Biocatalysis and organocatalysis
Dott.ssa Nicoletta Gaggero
Biotrasformations (or biocatalysis) employ natural and/or ingegnerized isolate enzymes or microorganisms for the synthesis of chiral enantiomerically enriched molecules with farmacological interest or building blocks (synthons) of wide employment in the organic synthesis (es. sulfoxides, epoxides).
The enzymes offer the advantage of a highest catalytic efficiency to a highest selectivity (chemo-, regio, diastero- and enantio-selectivity).
The mild experimental conditions (pH 7 aqueous phase, room temperature) minimized undesired side- reactions such as decompositions, racemizations and rearrangments which often plague traditional methodologies of organic synthesis and moreover, it is possible to carry out sequential processes by means of multi-enzyme systems.
In my search, I employ enzymes (monooxygenases, hydrolases) but also enzymatic models such as cyclodextrins and microperoxidase 11 and proteins (bovine serum albumin).
The organocatalisys is a branch of catalysis that uses small organic molecules for the synthesis of enantiomerically enriched biologically active molecules and chiral building blocks.
Its increasing importance in the panorama of the synthetic methodologies depends on versatility of the organocatalysts, which are able to work in mild experimental conditions, in the presence of oxygen and water in the reaction mixture and to their remarkable eco-compatibility due to the fact that they do not contain transition metals.
The fact not to contain metals is particularly important with regard the synthesis of all those products that do not tolerate metal contamination, such as drugs.

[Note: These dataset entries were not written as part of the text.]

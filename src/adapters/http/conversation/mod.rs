//! Conversation HTTP surface: DTOs, handlers, and routes.

pub mod dto;
pub mod handlers;
pub mod routes;

pub use handlers::ConversationAppState;
pub use routes::router;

There are a lot of natural products that possess variously functionalized chiral scaffolds which can be further modified and that are the starting materials to easily obtain chiral ligands and organocatalysts.
For example proline, a natural aminoacid, is able to catalyze organic reactions with amazing results, considering the simplicity of its structure.

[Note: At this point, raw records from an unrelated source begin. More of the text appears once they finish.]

//! OpenAI-compatible implementation of the QuestionGenerator port.
//!
//! Wraps the chat-completions API with a request timeout, a bounded
//! low-level retry, and the process-wide circuit breaker. No retry layer is
//! stacked above the breaker.

use std::time::{Duration, Instant};

use async_trait::async_trait;
use reqwest::Client;
use secrecy::{ExposeSecret, Secret};
use serde::Deserialize;
use tokio::time::sleep;
use tracing::{debug, error};

use crate::config::AiConfig;
use crate::domain::{CommandCatalog, Message};
use crate::ports::{BreakerState, GenerationError, GeneratorHealth, QuestionGenerator};

use super::circuit_breaker::{BreakerConfig, RollingBreaker};
use super::error_class::{classify, ErrorClass};
use super::prompts::{question_prompt, summary_prompt, WireMessage};

/// Sampling temperature for both questions and summaries: varied but
/// coherent phrasing over determinism.
const RESPONSE_TEMPERATURE: f32 = 0.7;
const QUESTION_MAX_TOKENS: u32 = 150;
const SUMMARY_MAX_TOKENS: u32 = 500;

/// Runtime settings for the generation client.
#[derive(Debug, Clone)]
pub struct OpenAiSettings {
    api_key: Option<Secret<String>>,
    pub model: String,
    pub base_url: String,
    pub timeout: Duration,
    /// Low-level retries beyond the first attempt, for retryable classes
    /// only.
    pub max_retries: u32,
}

impl OpenAiSettings {
    pub fn new(api_key: Option<String>) -> Self {
        Self {
            api_key: api_key.map(Secret::new),
            model: "gpt-4o".to_string(),
            base_url: "https://api.openai.com/v1".to_string(),
            timeout: Duration::from_secs(15),
            max_retries: 2,
        }
    }

    pub fn with_model(mut self, model: impl Into<String>) -> Self {
        self.model = model.into();
        self
    }

    pub fn with_base_url(mut self, url: impl Into<String>) -> Self {
        self.base_url = url.into();
        self
    }

    pub fn with_timeout(mut self, timeout: Duration) -> Self {
        self.timeout = timeout;
        self
    }

    pub fn with_max_retries(mut self, max_retries: u32) -> Self {
        self.max_retries = max_retries;
        self
    }

    fn api_key(&self) -> Option<&str> {
        self.api_key.as_ref().map(|k| k.expose_secret().as_str())
    }
}

impl From<&AiConfig> for OpenAiSettings {
    fn from(config: &AiConfig) -> Self {
        OpenAiSettings::new(config.api_key.clone())
            .with_model(&config.model)
            .with_base_url(&config.base_url)
            .with_timeout(Duration::from_secs(config.timeout_secs))
            .with_max_retries(config.max_retries)
    }
}

/// Generation client backed by an OpenAI-compatible completion API.
pub struct OpenAiGenerator {
    settings: OpenAiSettings,
    client: Client,
    breaker: RollingBreaker,
    catalog: CommandCatalog,
}

impl OpenAiGenerator {
    pub fn new(settings: OpenAiSettings, breaker_config: BreakerConfig) -> Self {
        let client = Client::builder()
            .timeout(settings.timeout)
            .build()
            .expect("failed to build HTTP client");
        Self {
            settings,
            client,
            breaker: RollingBreaker::new(breaker_config),
            catalog: CommandCatalog::new(),
        }
    }

    fn completions_url(&self) -> String {
        format!("{}/chat/completions", self.settings.base_url)
    }

    fn models_url(&self) -> String {
        format!("{}/models", self.settings.base_url)
    }

    /// One guarded completion call: breaker check, bounded retry, outcome
    /// recording, classified logging.
    async fn complete_guarded(
        &self,
        messages: Vec<WireMessage>,
        max_tokens: u32,
    ) -> Result<String, GenerationError> {
        let api_key = self
            .settings
            .api_key()
            .ok_or_else(|| GenerationError::Provider {
                message: "generation API key is not configured".to_string(),
            })?
            .to_string();

        if !self.breaker.should_allow() {
            return Err(GenerationError::CircuitOpen);
        }

        match self.complete_with_retry(&api_key, &messages, max_tokens).await {
            Ok(content) => {
                self.breaker.record_success();
                let trimmed = content.trim();
                if trimmed.is_empty() {
                    // The provider answered; the breaker saw a success even
                    // though the payload is unusable.
                    return Err(GenerationError::GenerationFailed);
                }
                Ok(trimmed.to_string())
            }
            Err(err) => {
                self.breaker.record_failure();
                let class = classify(&err.to_string());
                error!(error_class = %class, error = %err, "completion call failed");
                if class == ErrorClass::QuotaExceeded {
                    error!("CRITICAL: generation quota exceeded, check billing and usage limits");
                }
                Err(err)
            }
        }
    }

    async fn complete_with_retry(
        &self,
        api_key: &str,
        messages: &[WireMessage],
        max_tokens: u32,
    ) -> Result<String, GenerationError> {
        let mut attempt = 0;
        loop {
            match self.complete_once(api_key, messages, max_tokens).await {
                Ok(content) => return Ok(content),
                Err(err) => {
                    let retryable = classify(&err.to_string()).is_retryable();
                    if !retryable || attempt >= self.settings.max_retries {
                        return Err(err);
                    }
                    // Exponential backoff: 1s, 2s, 4s, ...
                    sleep(Duration::from_secs(1 << attempt)).await;
                    attempt += 1;
                }
            }
        }
    }

    async fn complete_once(
        &self,
        api_key: &str,
        messages: &[WireMessage],
        max_tokens: u32,
    ) -> Result<String, GenerationError> {
        let body = serde_json::json!({
            "model": self.settings.model,
            "messages": messages,
            "temperature": RESPONSE_TEMPERATURE,
            "max_tokens": max_tokens,
        });

        let response = self
            .client
            .post(self.completions_url())
            .bearer_auth(api_key)
            .json(&body)
            .send()
            .await
            .map_err(|e| self.transport_error(e))?;

        let status = response.status();
        if !status.is_success() {
            let body = response.text().await.unwrap_or_default();
            return Err(GenerationError::Provider {
                message: format!("completion API returned {status}: {body}"),
            });
        }

        let parsed: ChatResponse = response.json().await.map_err(|e| GenerationError::Provider {
            message: format!("failed to parse completion response: {e}"),
        })?;

        Ok(parsed
            .choices
            .into_iter()
            .next()
            .and_then(|c| c.message.content)
            .unwrap_or_default())
    }

    fn transport_error(&self, err: reqwest::Error) -> GenerationError {
        if err.is_timeout() {
            GenerationError::Timeout {
                timeout_secs: self.settings.timeout.as_secs(),
            }
        } else if err.is_connect() {
            GenerationError::Provider {
                message: format!("network connection failed: {err}"),
            }
        } else {
            GenerationError::Provider {
                message: err.to_string(),
            }
        }
    }

    #[cfg(test)]
    pub(crate) fn breaker(&self) -> &RollingBreaker {
        &self.breaker
    }
}

#[async_trait]
impl QuestionGenerator for OpenAiGenerator {
    async fn generate_question(
        &self,
        history: &[Message],
        question_number: u8,
    ) -> Result<String, GenerationError> {
        let command = self
            .catalog
            .get(question_number)
            .ok_or(GenerationError::CommandNotFound {
                number: question_number,
            })?;

        // Static fast path: no external call, history never inspected.
        if let Some(text) = command.static_question {
            return Ok(text.to_string());
        }

        debug!(question_number, "generating question via completion API");
        self.complete_guarded(question_prompt(command, history), QUESTION_MAX_TOKENS)
            .await
    }

    async fn generate_summary(&self, history: &[Message]) -> Result<String, GenerationError> {
        debug!("generating summary via completion API");
        self.complete_guarded(summary_prompt(history), SUMMARY_MAX_TOKENS)
            .await
    }

    async fn check_health(&self) -> GeneratorHealth {
        let start = Instant::now();

        let Some(api_key) = self.settings.api_key().map(str::to_string) else {
            return GeneratorHealth::not_configured();
        };

        if self.breaker.state() == BreakerState::Open {
            return GeneratorHealth {
                ok: false,
                latency_ms: start.elapsed().as_millis() as u64,
                error: Some("circuit_breaker_open".to_string()),
                circuit_open: true,
            };
        }

        let probe = self
            .client
            .get(self.models_url())
            .bearer_auth(&api_key)
            .send()
            .await
            .and_then(|r| r.error_for_status());

        match probe {
            Ok(_) => GeneratorHealth {
                ok: true,
                latency_ms: start.elapsed().as_millis() as u64,
                error: None,
                circuit_open: false,
            },
            Err(err) => GeneratorHealth {
                ok: false,
                latency_ms: start.elapsed().as_millis() as u64,
                error: Some(format!("{}: {err}", classify(&err.to_string()))),
                circuit_open: false,
            },
        }
    }

    fn breaker_state(&self) -> BreakerState {
        self.breaker.state()
    }
}

#[derive(Debug, Deserialize)]
struct ChatResponse {
    choices: Vec<ChatChoice>,
}

#[derive(Debug, Deserialize)]
struct ChatChoice {
    message: ChatChoiceMessage,
}

#[derive(Debug, Deserialize)]
struct ChatChoiceMessage {
    content: Option<String>,
}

The starting materials for many of these reactions are simple carbonyl compounds.
From the studies in order to clear the mechanism to the base of the stereoselection, new catalysts are developed which are able to face specific problems concerning the synthesis.
The catalytic species carry out their activity through multiple, non-covalent, weak interactions (electrostatic, hydrogen-bond) with their substrates just like to enzymatic catalysis mechanisms which are based on the concept of the cooperation.
Part of the reactions that I perform within the organocatalytic subject is carried out in phase transfer catalysis (PTC) conditions, that is, in bifasic solid/organic solvent systems in which reactive anions are generated in situ by means of starting material deprotonation thanks to the employment of economic, inorganic bases (NaOH, K2CO3). The catalyst (often a quaternary ammonium salt), via ionic exchange, participates in the formation and in the transport of anionic intermediates in the organic phase where the reaction happens.